Students then receive another dose of the Revolution in high school in US History 1, although teachers say this often is a review since students take the course so soon after the eighth grade.
Third-graders Daniel Alvarado Amaya, Carolina De Faria Almeida Ferreira, and Jimena Perez Esteban at Drewicz Elementary School in Lynn worked on a poster about the American Revolution.
Jonathan Wiggs/Globe Staff
Beth Greenwood, a third grade teacher at Brookline's Lincoln School, said early lessons on the American Revolution and the plight of Colonists often resonate with young students.

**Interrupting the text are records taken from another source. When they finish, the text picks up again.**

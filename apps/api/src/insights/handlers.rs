use axum::{
    extract::{Query, State},
    Json,
};
use chrono::{Duration, Utc};
use serde::Deserialize;
use tracing::info;

use crate::advisor::{
    self,
    briefs::{MemberSnapshot, ProfileBrief, SkillBrief, TeamSnapshot},
    outputs::{Advised, DevelopmentPlan, TeamInsights},
};
use crate::auth::extractor::{CurrentUser, ManagerUser};
use crate::errors::AppError;
use crate::models::skill::UserSkillRow;
use crate::models::user::{round1, User};
use crate::models::wellbeing::WellbeingCheckRow;
use crate::skills::queries as skill_queries;
use crate::state::AppState;
use crate::tasks::queries as task_queries;
use crate::users::queries as user_queries;
use crate::wellbeing::queries as wellbeing_queries;

#[derive(Debug, Default, Deserialize)]
pub struct SkillPlanRequest {
    pub target_role: Option<String>,
}

#[derive(Debug, Clone, Copy, Default, Deserialize, PartialEq, Eq)]
#[serde(rename_all = "lowercase")]
pub enum Period {
    #[default]
    Week,
    Month,
}

impl Period {
    pub fn days(self) -> i64 {
        match self {
            Period::Week => 7,
            Period::Month => 30,
        }
    }

    pub fn as_str(self) -> &'static str {
        match self {
            Period::Week => "week",
            Period::Month => "month",
        }
    }
}

#[derive(Debug, Deserialize)]
pub struct InsightsQuery {
    #[serde(default)]
    pub period: Period,
}

fn skill_brief(row: &UserSkillRow) -> SkillBrief {
    SkillBrief {
        name: row.skill_name.clone(),
        level: row.level.display_name().to_string(),
        proficiency_score: row.proficiency_score,
    }
}

fn member_snapshot(
    member: &User,
    (tasks_in_period, tasks_completed): (i64, i64),
    skills_count: i64,
    last_check: Option<&WellbeingCheckRow>,
) -> MemberSnapshot {
    MemberSnapshot {
        name: member.full_name.clone(),
        position: member.position.clone(),
        workload_percentage: round1(member.workload_percentage()),
        tasks_in_period,
        tasks_completed,
        skills_count,
        last_mood: last_check.map(|c| c.mood.as_str().to_string()),
        last_energy: last_check.map(|c| c.energy.as_str().to_string()),
        last_burnout_risk: last_check.and_then(|c| c.ai_burnout_risk),
    }
}

/// POST /api/v1/ai/development/skill-plan
pub async fn handle_skill_plan(
    State(state): State<AppState>,
    current: CurrentUser,
    body: Option<Json<SkillPlanRequest>>,
) -> Result<Json<Advised<DevelopmentPlan>>, AppError> {
    let req = body.map(|Json(r)| r).unwrap_or_default();
    let user = &current.user;

    let skills: Vec<SkillBrief> = skill_queries::list_user_skills(&state.db, user.id)
        .await?
        .iter()
        .map(skill_brief)
        .collect();
    let profile = ProfileBrief {
        name: user.full_name.clone(),
        position: user.position.clone(),
        department: user.department.clone(),
    };
    let target_role = req
        .target_role
        .as_deref()
        .map(str::trim)
        .filter(|r| !r.is_empty());

    info!(user_id = %user.id, skills = skills.len(), target_role = ?target_role, "Generating development plan");
    let plan = advisor::development_plan(state.advisor.as_ref(), &profile, &skills, target_role).await;
    Ok(Json(plan))
}

/// GET /api/v1/ai/insights/team
pub async fn handle_team_insights(
    State(state): State<AppState>,
    ManagerUser(manager): ManagerUser,
    Query(query): Query<InsightsQuery>,
) -> Result<Json<Advised<TeamInsights>>, AppError> {
    let period = query.period;
    let since = Utc::now() - Duration::days(period.days());
    let team = user_queries::direct_reports(&state.db, manager.id).await?;

    let mut members = Vec::with_capacity(team.len());
    for member in &team {
        let activity = task_queries::activity_since(&state.db, member.id, since).await?;
        let skills_count = user_queries::skills_count(&state.db, member.id).await?;
        let last_check = wellbeing_queries::latest_since(&state.db, member.id, since).await?;
        members.push(member_snapshot(member, activity, skills_count, last_check.as_ref()));
    }

    let snapshot = TeamSnapshot {
        period: period.as_str().to_string(),
        team_size: team.len(),
        members,
    };

    info!(manager_id = %manager.id, period = period.as_str(), team_size = team.len(), "Generating team insights");
    Ok(Json(advisor::team_insights(state.advisor.as_ref(), &snapshot).await))
}

#[cfg(test)]
mod tests {
    use super::*;
    use crate::models::user::{test_user, UserRole};
    use crate::models::wellbeing::{test_check, EnergyLevel, MoodLevel};

    #[test]
    fn test_period_parsing() {
        let q: InsightsQuery = serde_json::from_str(r#"{}"#).unwrap();
        assert_eq!(q.period, Period::Week);
        assert_eq!(q.period.days(), 7);

        let q: InsightsQuery = serde_json::from_str(r#"{"period": "month"}"#).unwrap();
        assert_eq!(q.period.days(), 30);

        assert!(serde_json::from_str::<InsightsQuery>(r#"{"period": "year"}"#).is_err());
    }

    #[test]
    fn test_member_snapshot() {
        let member = test_user(UserRole::Member, 20.0, 40);
        let mut check = test_check(MoodLevel::Good, EnergyLevel::Low);
        check.ai_burnout_risk = Some(35);

        let snapshot = member_snapshot(&member, (4, 2), 3, Some(&check));
        assert_eq!(snapshot.workload_percentage, 50.0);
        assert_eq!(snapshot.tasks_in_period, 4);
        assert_eq!(snapshot.tasks_completed, 2);
        assert_eq!(snapshot.last_mood.as_deref(), Some("good"));
        assert_eq!(snapshot.last_energy.as_deref(), Some("low"));
        assert_eq!(snapshot.last_burnout_risk, Some(35));

        let quiet = member_snapshot(&member, (0, 0), 0, None);
        assert!(quiet.last_mood.is_none());
        assert!(quiet.last_burnout_risk.is_none());
    }
}
//! Authentication: password hashing, bearer tokens, revocation and the
//! request extractors every protected route depends on.

pub mod extractor;
pub mod handlers;
pub mod jwt;
pub mod password;
pub mod revocation;
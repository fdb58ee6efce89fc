use axum::{
    extract::{Path, Query, State},
    Json,
};
use serde::{Deserialize, Serialize};
use serde_json::{json, Value};
use tracing::info;
use uuid::Uuid;

use crate::auth::extractor::{AdminUser, CurrentUser, ManagerUser};
use crate::auth::handlers::check_len;
use crate::errors::AppError;
use crate::models::skill::UserSkillResponse;
use crate::models::user::{round1, User, UserProfile};
use crate::skills::queries as skill_queries;
use crate::state::AppState;
use crate::users::queries;

#[derive(Debug, Deserialize)]
pub struct ProfileUpdate {
    pub full_name: Option<String>,
    pub department: Option<String>,
    pub position: Option<String>,
    pub workload_capacity: Option<i32>,
}

impl ProfileUpdate {
    fn validate(&self) -> Result<(), AppError> {
        if let Some(name) = &self.full_name {
            check_len("full_name", name, 3, 255)?;
        }
        if let Some(capacity) = self.workload_capacity {
            if !(1..=168).contains(&capacity) {
                return Err(AppError::Validation(
                    "workload_capacity must be between 1 and 168 hours".to_string(),
                ));
            }
        }
        Ok(())
    }
}

#[derive(Debug, Deserialize)]
pub struct TeamQuery {
    #[serde(default)]
    pub include_self: bool,
}

#[derive(Debug, Deserialize)]
pub struct AssignManagerQuery {
    pub manager_id: Uuid,
}

#[derive(Debug, Serialize)]
pub struct TeamMemberSummary {
    pub id: Uuid,
    pub full_name: String,
    pub position: Option<String>,
    pub workload_percentage: f64,
    pub is_overloaded: bool,
    pub skills_count: i64,
}

impl TeamMemberSummary {
    fn new(user: &User, skills_count: i64) -> Self {
        Self {
            id: user.id,
            full_name: user.full_name.clone(),
            position: user.position.clone(),
            workload_percentage: round1(user.workload_percentage()),
            is_overloaded: user.is_overloaded(),
            skills_count,
        }
    }
}

/// GET /api/v1/users/me/profile
pub async fn handle_my_profile(current: CurrentUser) -> Json<UserProfile> {
    Json(UserProfile::from(&current.user))
}

/// PUT /api/v1/users/me/profile
pub async fn handle_update_my_profile(
    State(state): State<AppState>,
    current: CurrentUser,
    Json(req): Json<ProfileUpdate>,
) -> Result<Json<UserProfile>, AppError> {
    req.validate()?;

    let user = queries::update_profile(
        &state.db,
        current.user.id,
        req.full_name.as_deref().map(str::trim),
        req.department.as_deref(),
        req.position.as_deref(),
        req.workload_capacity,
    )
    .await?;

    info!(user_id = %user.id, "Updated profile");
    Ok(Json(UserProfile::from(&user)))
}

/// GET /api/v1/users/me/skills
pub async fn handle_my_skills(
    State(state): State<AppState>,
    current: CurrentUser,
) -> Result<Json<Vec<UserSkillResponse>>, AppError> {
    let rows = skill_queries::list_user_skills(&state.db, current.user.id).await?;
    Ok(Json(rows.into_iter().map(UserSkillResponse::from).collect()))
}

/// GET /api/v1/users/:id
pub async fn handle_get_user(
    State(state): State<AppState>,
    ManagerUser(manager): ManagerUser,
    Path(id): Path<Uuid>,
) -> Result<Json<UserProfile>, AppError> {
    let user = queries::find_by_id(&state.db, id)
        .await?
        .ok_or_else(|| AppError::NotFound(format!("User {id} not found")))?;

    if !manager.can_view(&user) {
        return Err(AppError::Forbidden(
            "User is not part of your team".to_string(),
        ));
    }

    Ok(Json(UserProfile::from(&user)))
}

/// GET /api/v1/users/team/members
pub async fn handle_team_members(
    State(state): State<AppState>,
    ManagerUser(manager): ManagerUser,
    Query(params): Query<TeamQuery>,
) -> Result<Json<Vec<TeamMemberSummary>>, AppError> {
    let mut members = queries::direct_reports(&state.db, manager.id).await?;
    if params.include_self {
        members.insert(0, manager);
    }

    let mut summaries = Vec::with_capacity(members.len());
    for member in &members {
        let count = queries::skills_count(&state.db, member.id).await?;
        summaries.push(TeamMemberSummary::new(member, count));
    }

    Ok(Json(summaries))
}

/// POST /api/v1/users/:id/assign-manager?manager_id=
pub async fn handle_assign_manager(
    State(state): State<AppState>,
    AdminUser(admin): AdminUser,
    Path(id): Path<Uuid>,
    Query(params): Query<AssignManagerQuery>,
) -> Result<Json<Value>, AppError> {
    if id == params.manager_id {
        return Err(AppError::Validation(
            "A user cannot be their own manager".to_string(),
        ));
    }

    queries::find_by_id(&state.db, id)
        .await?
        .ok_or_else(|| AppError::NotFound(format!("User {id} not found")))?;
    let manager = queries::find_by_id(&state.db, params.manager_id)
        .await?
        .ok_or_else(|| AppError::NotFound(format!("Manager {} not found", params.manager_id)))?;

    if !manager.role.is_manager() {
        return Err(AppError::Validation(
            "The given user is not a manager".to_string(),
        ));
    }

    queries::set_manager(&state.db, id, manager.id).await?;
    info!(user_id = %id, manager_id = %manager.id, assigned_by = %admin.id, "Assigned manager");

    Ok(Json(json!({
        "message": "Manager assigned successfully",
        "user_id": id,
        "manager_id": manager.id
    })))
}

#[cfg(test)]
mod tests {
    use super::*;
    use crate::models::user::{test_user, UserRole};

    fn update(capacity: Option<i32>, name: Option<&str>) -> ProfileUpdate {
        ProfileUpdate {
            full_name: name.map(String::from),
            department: None,
            position: None,
            workload_capacity: capacity,
        }
    }

    #[test]
    fn test_capacity_bounds() {
        assert!(update(Some(1), None).validate().is_ok());
        assert!(update(Some(168), None).validate().is_ok());
        assert!(update(Some(0), None).validate().is_err());
        assert!(update(Some(169), None).validate().is_err());
        assert!(update(None, Some("Al")).validate().is_err());
    }

    #[test]
    fn test_team_summary_from_user() {
        let user = test_user(UserRole::Member, 38.0, 40);
        let summary = TeamMemberSummary::new(&user, 4);
        assert_eq!(summary.workload_percentage, 95.0);
        assert!(summary.is_overloaded);
        assert_eq!(summary.skills_count, 4);
    }

    #[test]
    fn test_include_self_defaults_false() {
        let q: TeamQuery = serde_json::from_str("{}").unwrap();
        assert!(!q.include_self);
    }
}
use chrono::{DateTime, Utc};
use sqlx::{PgConnection, PgPool};
use uuid::Uuid;

use crate::models::task::{TaskPriority, TaskRow, TaskStatus, TaskViewRow, TASK_VIEW_SELECT};

pub async fn find(db: &PgPool, id: Uuid) -> Result<Option<TaskRow>, sqlx::Error> {
    sqlx::query_as("SELECT * FROM tasks WHERE id = $1")
        .bind(id)
        .fetch_optional(db)
        .await
}

/// Row lock for read-modify-write inside a transaction.
pub async fn find_for_update(conn: &mut PgConnection, id: Uuid) -> Result<Option<TaskRow>, sqlx::Error> {
    sqlx::query_as("SELECT * FROM tasks WHERE id = $1 FOR UPDATE")
        .bind(id)
        .fetch_optional(conn)
        .await
}

pub async fn find_view(db: &PgPool, id: Uuid) -> Result<Option<TaskViewRow>, sqlx::Error> {
    sqlx::query_as(&format!("{TASK_VIEW_SELECT} WHERE t.id = $1"))
        .bind(id)
        .fetch_optional(db)
        .await
}

pub async fn insert(conn: &mut PgConnection, task: &TaskRow) -> Result<(), sqlx::Error> {
    sqlx::query(
        r#"
        INSERT INTO tasks
            (id, title, description, status, priority, assigned_to, created_by,
             estimated_hours, actual_hours, required_skills, due_date, created_at, updated_at)
        VALUES ($1, $2, $3, $4, $5, $6, $7, $8, $9, $10, $11, $12, $12)
        "#,
    )
    .bind(task.id)
    .bind(&task.title)
    .bind(&task.description)
    .bind(task.status)
    .bind(task.priority)
    .bind(task.assigned_to)
    .bind(task.created_by)
    .bind(task.estimated_hours)
    .bind(task.actual_hours)
    .bind(&task.required_skills)
    .bind(task.due_date)
    .bind(task.created_at)
    .execute(conn)
    .await?;
    Ok(())
}

/// Writes every mutable column of `task` back.
pub async fn save(conn: &mut PgConnection, task: &TaskRow) -> Result<(), sqlx::Error> {
    sqlx::query(
        r#"
        UPDATE tasks SET
            title = $2, description = $3, status = $4, priority = $5, assigned_to = $6,
            estimated_hours = $7, actual_hours = $8, required_skills = $9, due_date = $10,
            started_at = $11, completed_at = $12, ai_match_score = $13,
            ai_recommendation_reason = $14, updated_at = NOW()
        WHERE id = $1
        "#,
    )
    .bind(task.id)
    .bind(&task.title)
    .bind(&task.description)
    .bind(task.status)
    .bind(task.priority)
    .bind(task.assigned_to)
    .bind(task.estimated_hours)
    .bind(task.actual_hours)
    .bind(&task.required_skills)
    .bind(task.due_date)
    .bind(task.started_at)
    .bind(task.completed_at)
    .bind(task.ai_match_score)
    .bind(&task.ai_recommendation_reason)
    .execute(conn)
    .await?;
    Ok(())
}

pub async fn delete(conn: &mut PgConnection, id: Uuid) -> Result<(), sqlx::Error> {
    sqlx::query("DELETE FROM tasks WHERE id = $1")
        .bind(id)
        .execute(conn)
        .await?;
    Ok(())
}

pub async fn list_for_assignee(
    db: &PgPool,
    user_id: Uuid,
    status: Option<TaskStatus>,
    priority: Option<TaskPriority>,
) -> Result<Vec<TaskViewRow>, sqlx::Error> {
    sqlx::query_as(&format!(
        r#"{TASK_VIEW_SELECT}
        WHERE t.assigned_to = $1
          AND ($2::task_status IS NULL OR t.status = $2)
          AND ($3::task_priority IS NULL OR t.priority = $3)
        ORDER BY t.created_at DESC"#
    ))
    .bind(user_id)
    .bind(status)
    .bind(priority)
    .fetch_all(db)
    .await
}

/// Tasks assigned to any of `assignees`, newest first.
pub async fn list_for_assignees(
    db: &PgPool,
    assignees: &[Uuid],
    status: Option<TaskStatus>,
) -> Result<Vec<TaskViewRow>, sqlx::Error> {
    sqlx::query_as(&format!(
        r#"{TASK_VIEW_SELECT}
        WHERE t.assigned_to = ANY($1)
          AND ($2::task_status IS NULL OR t.status = $2)
        ORDER BY t.created_at DESC"#
    ))
    .bind(assignees)
    .bind(status)
    .fetch_all(db)
    .await
}

/// Every task, newest first. Admin view.
pub async fn list_all(db: &PgPool, status: Option<TaskStatus>) -> Result<Vec<TaskViewRow>, sqlx::Error> {
    sqlx::query_as(&format!(
        r#"{TASK_VIEW_SELECT}
        WHERE ($1::task_status IS NULL OR t.status = $1)
        ORDER BY t.created_at DESC"#
    ))
    .bind(status)
    .fetch_all(db)
    .await
}

/// Most recently touched tasks of a user.
pub async fn recent_for_user(db: &PgPool, user_id: Uuid, limit: i64) -> Result<Vec<TaskRow>, sqlx::Error> {
    sqlx::query_as(
        "SELECT * FROM tasks WHERE assigned_to = $1 ORDER BY updated_at DESC LIMIT $2",
    )
    .bind(user_id)
    .bind(limit)
    .fetch_all(db)
    .await
}

/// Pending tasks of a user, highest priority first, then oldest.
pub async fn top_pending_for_user(
    db: &PgPool,
    user_id: Uuid,
    limit: i64,
) -> Result<Vec<TaskRow>, sqlx::Error> {
    sqlx::query_as(
        r#"
        SELECT * FROM tasks
        WHERE assigned_to = $1 AND status = 'pending'
        ORDER BY priority DESC, created_at ASC
        LIMIT $2
        "#,
    )
    .bind(user_id)
    .bind(limit)
    .fetch_all(db)
    .await
}

/// Tasks of a user touched since `since`, and how many of them were completed in that window.
pub async fn activity_since(
    db: &PgPool,
    user_id: Uuid,
    since: DateTime<Utc>,
) -> Result<(i64, i64), sqlx::Error> {
    sqlx::query_as(
        r#"
        SELECT
            COUNT(*) FILTER (WHERE updated_at >= $2),
            COUNT(*) FILTER (WHERE status = 'completed' AND completed_at >= $2)
        FROM tasks
        WHERE assigned_to = $1
        "#,
    )
    .bind(user_id)
    .bind(since)
    .fetch_one(db)
    .await
}
use chrono::{DateTime, Utc};
use serde::{Deserialize, Serialize};
use sqlx::FromRow;
use uuid::Uuid;

/// Above this share of capacity a user counts as overloaded.
pub const OVERLOAD_THRESHOLD_PCT: f64 = 90.0;
/// Below this share of capacity a user counts as underloaded.
pub const UNDERLOAD_THRESHOLD_PCT: f64 = 70.0;

#[derive(Debug, Clone, Copy, Serialize, Deserialize, PartialEq, Eq, sqlx::Type)]
#[sqlx(type_name = "user_role", rename_all = "snake_case")]
#[serde(rename_all = "snake_case")]
pub enum UserRole {
    Member,
    Manager,
    Admin,
}

impl UserRole {
    pub fn is_manager(self) -> bool {
        matches!(self, UserRole::Manager | UserRole::Admin)
    }
}

#[derive(Debug, Clone, Serialize, FromRow)]
pub struct User {
    pub id: Uuid,
    pub email: String,
    pub username: String,
    pub full_name: String,
    #[serde(skip_serializing)]
    pub password_hash: String,
    pub role: UserRole,
    pub is_active: bool,
    pub is_verified: bool,
    pub department: Option<String>,
    pub position: Option<String>,
    pub manager_id: Option<Uuid>,
    pub workload_capacity: i32,
    pub current_workload: f64,
    pub created_at: DateTime<Utc>,
    pub updated_at: Option<DateTime<Utc>>,
    pub last_login: Option<DateTime<Utc>>,
}

impl User {
    pub fn workload_percentage(&self) -> f64 {
        workload_percentage(self.current_workload, self.workload_capacity)
    }

    pub fn is_overloaded(&self) -> bool {
        self.workload_percentage() > OVERLOAD_THRESHOLD_PCT
    }

    pub fn is_underloaded(&self) -> bool {
        self.workload_percentage() < UNDERLOAD_THRESHOLD_PCT
    }

    pub fn available_hours(&self) -> f64 {
        (self.workload_capacity as f64 - self.current_workload).max(0.0)
    }

    /// True when `self` may act on `other` as their manager.
    /// Admins manage everyone; managers only their direct reports.
    pub fn manages(&self, other: &User) -> bool {
        match self.role {
            UserRole::Admin => true,
            UserRole::Manager => other.manager_id == Some(self.id),
            UserRole::Member => false,
        }
    }

    /// Self, or someone `self` manages.
    pub fn can_view(&self, other: &User) -> bool {
        self.id == other.id || self.manages(other)
    }
}

pub fn workload_percentage(current: f64, capacity: i32) -> f64 {
    if capacity <= 0 {
        return 0.0;
    }
    current / capacity as f64 * 100.0
}

/// Trimmed user view embedded in auth responses.
#[derive(Debug, Clone, Serialize)]
pub struct PublicUser {
    pub id: Uuid,
    pub email: String,
    pub username: String,
    pub full_name: String,
    pub role: UserRole,
    pub department: Option<String>,
    pub position: Option<String>,
    pub is_active: bool,
}

impl From<&User> for PublicUser {
    fn from(u: &User) -> Self {
        Self {
            id: u.id,
            email: u.email.clone(),
            username: u.username.clone(),
            full_name: u.full_name.clone(),
            role: u.role,
            department: u.department.clone(),
            position: u.position.clone(),
            is_active: u.is_active,
        }
    }
}

/// Full profile including workload figures.
#[derive(Debug, Clone, Serialize)]
pub struct UserProfile {
    pub id: Uuid,
    pub email: String,
    pub username: String,
    pub full_name: String,
    pub role: UserRole,
    pub department: Option<String>,
    pub position: Option<String>,
    pub manager_id: Option<Uuid>,
    pub workload_capacity: i32,
    pub current_workload: f64,
    pub workload_percentage: f64,
    pub available_hours: f64,
    pub is_overloaded: bool,
}

impl From<&User> for UserProfile {
    fn from(u: &User) -> Self {
        Self {
            id: u.id,
            email: u.email.clone(),
            username: u.username.clone(),
            full_name: u.full_name.clone(),
            role: u.role,
            department: u.department.clone(),
            position: u.position.clone(),
            manager_id: u.manager_id,
            workload_capacity: u.workload_capacity,
            current_workload: u.current_workload,
            workload_percentage: round1(u.workload_percentage()),
            available_hours: u.available_hours(),
            is_overloaded: u.is_overloaded(),
        }
    }
}

pub fn round1(v: f64) -> f64 {
    (v * 10.0).round() / 10.0
}

#[cfg(test)]
pub(crate) fn test_user(role: UserRole, current: f64, capacity: i32) -> User {
    User {
        id: Uuid::new_v4(),
        email: "someone@example.com".to_string(),
        username: "someone".to_string(),
        full_name: "Some One".to_string(),
        password_hash: "$2b$04$hash".to_string(),
        role,
        is_active: true,
        is_verified: true,
        department: None,
        position: None,
        manager_id: None,
        workload_capacity: capacity,
        current_workload: current,
        created_at: Utc::now(),
        updated_at: None,
        last_login: None,
    }
}

#[cfg(test)]
mod tests {
    use super::*;

    #[test]
    fn test_workload_percentage_zero_capacity() {
        assert_eq!(workload_percentage(10.0, 0), 0.0);
    }

    #[test]
    fn test_overload_is_strictly_above_ninety() {
        assert!(!test_user(UserRole::Member, 36.0, 40).is_overloaded());
        assert!(test_user(UserRole::Member, 37.0, 40).is_overloaded());
    }

    #[test]
    fn test_underload_below_seventy() {
        assert!(test_user(UserRole::Member, 27.0, 40).is_underloaded());
        assert!(!test_user(UserRole::Member, 28.0, 40).is_underloaded());
    }

    #[test]
    fn test_available_hours_never_negative() {
        assert_eq!(test_user(UserRole::Member, 50.0, 40).available_hours(), 0.0);
        assert_eq!(test_user(UserRole::Member, 12.5, 40).available_hours(), 27.5);
    }

    #[test]
    fn test_manages_scopes_by_role() {
        let manager = test_user(UserRole::Manager, 0.0, 40);
        let admin = test_user(UserRole::Admin, 0.0, 40);
        let peer = test_user(UserRole::Member, 0.0, 40);
        let mut report = test_user(UserRole::Member, 0.0, 40);
        report.manager_id = Some(manager.id);

        assert!(manager.manages(&report));
        assert!(!manager.manages(&peer));
        assert!(admin.manages(&peer));
        assert!(!peer.manages(&report));
        assert!(peer.can_view(&peer));
        assert!(!peer.can_view(&report));
    }

    #[test]
    fn test_password_hash_not_serialized() {
        let user = test_user(UserRole::Member, 0.0, 40);
        let json = serde_json::to_value(&user).unwrap();
        assert!(json.get("password_hash").is_none());
        assert_eq!(json["role"], "member");
    }

    #[test]
    fn test_profile_rounds_percentage() {
        let user = test_user(UserRole::Member, 10.0, 30);
        let profile = UserProfile::from(&user);
        assert_eq!(profile.workload_percentage, 33.3);
    }
}
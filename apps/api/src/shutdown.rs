use tokio::signal::unix::{signal, SignalKind};
use tracing::{info, warn};

/// Resolves on the first SIGTERM or SIGINT. Passed to `axum::serve` so
/// in-flight requests drain before the process exits.
pub async fn shutdown_signal() {
    let (mut sigterm, mut sigint) = match (
        signal(SignalKind::terminate()),
        signal(SignalKind::interrupt()),
    ) {
        (Ok(term), Ok(int)) => (term, int),
        (Err(e), _) | (_, Err(e)) => {
            warn!("Could not install signal handlers ({e}), falling back to Ctrl-C");
            if let Err(e) = tokio::signal::ctrl_c().await {
                warn!("Ctrl-C handler failed: {e}");
            }
            return;
        }
    };

    tokio::select! {
        _ = sigterm.recv() => info!("Received SIGTERM, initiating graceful shutdown"),
        _ = sigint.recv() => info!("Received SIGINT, initiating graceful shutdown"),
    }
}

'Third-graders are so aware of issues of fairness that is where they connect emotionally,' such as when laws were imposed on the Colonists, Greenwood said. 'They just get so engaged in the American Revolution as a story and the suspense of what will happen next.'
At Drewicz Elementary School in Lynn one recent morning, teacher Kaylin Gangi circulated around her third grade classroom as her students created posters about historic figures. Leaning over the shoulders of one group of students sitting at a cluster of desks as they tried to figure out what to write, she attempted to prod them along: 'Tell me a little bit about Phillis Wheatley.'
'She wrote poems,' one student replied.
When Gangi eventually asked them about what her poems were about and why she was famous, they struggled with their responses. So she suggested they do a little more research. Eventually, they learned that Wheatley wrote about the American Revolution (siding with the Colonists) and the plight of enslaved people, and was the first African American author to have a book of poetry published.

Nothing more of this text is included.